EXERCISE DESCRIPTION = Give every entry again, word for word.

Collected data =
⁂

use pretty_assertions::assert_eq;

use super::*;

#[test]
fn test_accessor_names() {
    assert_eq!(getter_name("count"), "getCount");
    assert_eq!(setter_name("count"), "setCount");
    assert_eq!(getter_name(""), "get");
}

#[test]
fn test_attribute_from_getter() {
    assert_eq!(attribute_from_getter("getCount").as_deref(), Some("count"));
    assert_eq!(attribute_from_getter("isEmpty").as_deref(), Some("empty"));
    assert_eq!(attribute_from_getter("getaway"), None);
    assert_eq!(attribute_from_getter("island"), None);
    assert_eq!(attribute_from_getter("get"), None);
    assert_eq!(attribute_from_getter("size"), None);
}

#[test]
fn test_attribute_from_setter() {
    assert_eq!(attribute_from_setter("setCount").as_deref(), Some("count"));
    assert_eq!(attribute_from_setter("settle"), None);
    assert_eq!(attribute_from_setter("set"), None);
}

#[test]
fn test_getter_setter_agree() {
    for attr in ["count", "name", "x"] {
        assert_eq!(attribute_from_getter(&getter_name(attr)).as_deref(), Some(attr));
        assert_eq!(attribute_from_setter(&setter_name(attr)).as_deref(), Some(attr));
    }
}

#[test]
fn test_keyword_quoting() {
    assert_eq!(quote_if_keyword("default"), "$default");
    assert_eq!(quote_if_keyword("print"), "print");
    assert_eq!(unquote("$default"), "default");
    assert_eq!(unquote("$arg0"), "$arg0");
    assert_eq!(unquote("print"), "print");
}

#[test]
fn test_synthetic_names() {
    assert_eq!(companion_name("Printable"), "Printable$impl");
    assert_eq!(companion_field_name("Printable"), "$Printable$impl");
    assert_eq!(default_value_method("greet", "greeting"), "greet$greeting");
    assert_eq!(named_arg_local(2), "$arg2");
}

⁂

REPLY =
use pretty_assertions::assert_eq;

use super::*;

#[test]
fn test_accessor_names() {
    assert_eq!(getter_name("count"), "getCount");
    assert_eq!(setter_name("count"), "setCount");
    assert_eq!(getter_name(""), "get");
}

#[test]
fn test_attribute_from_getter() {
    assert_eq!(attribute_from_getter("getCount").as_deref(), Some("count"));
    assert_eq!(attribute_from_getter("isEmpty").as_deref(), Some("empty"));
    assert_eq!(attribute_from_getter("getaway"), None);
    assert_eq!(attribute_from_getter("island"), None);
    assert_eq!(attribute_from_getter("get"), None);
    assert_eq!(attribute_from_getter("size"), None);
}

#[test]
fn test_attribute_from_setter() {
    assert_eq!(attribute_from_setter("setCount").as_deref(), Some("count"));
    assert_eq!(attribute_from_setter("settle"), None);
    assert_eq!(attribute_from_setter("set"), None);
}

#[test]
fn test_getter_setter_agree() {
    for attr in ["count", "name", "x"] {
        assert_eq!(attribute_from_getter(&getter_name(attr)).as_deref(), Some(attr));
        assert_eq!(attribute_from_setter(&setter_name(attr)).as_deref(), Some(attr));
    }
}

#[test]
fn test_keyword_quoting() {
    assert_eq!(quote_if_keyword("default"), "$default");
    assert_eq!(quote_if_keyword("print"), "print");
    assert_eq!(unquote("$default"), "default");
    assert_eq!(unquote("$arg0"), "$arg0");
    assert_eq!(unquote("print"), "print");
}

#[test]
fn test_synthetic_names() {
    assert_eq!(companion_name("Printable"), "Printable$impl");
    assert_eq!(companion_field_name("Printable"), "$Printable$impl");
    assert_eq!(default_value_method("greet", "greeting"), "greet$greeting");
    assert_eq!(named_arg_local(2), "$arg2");
}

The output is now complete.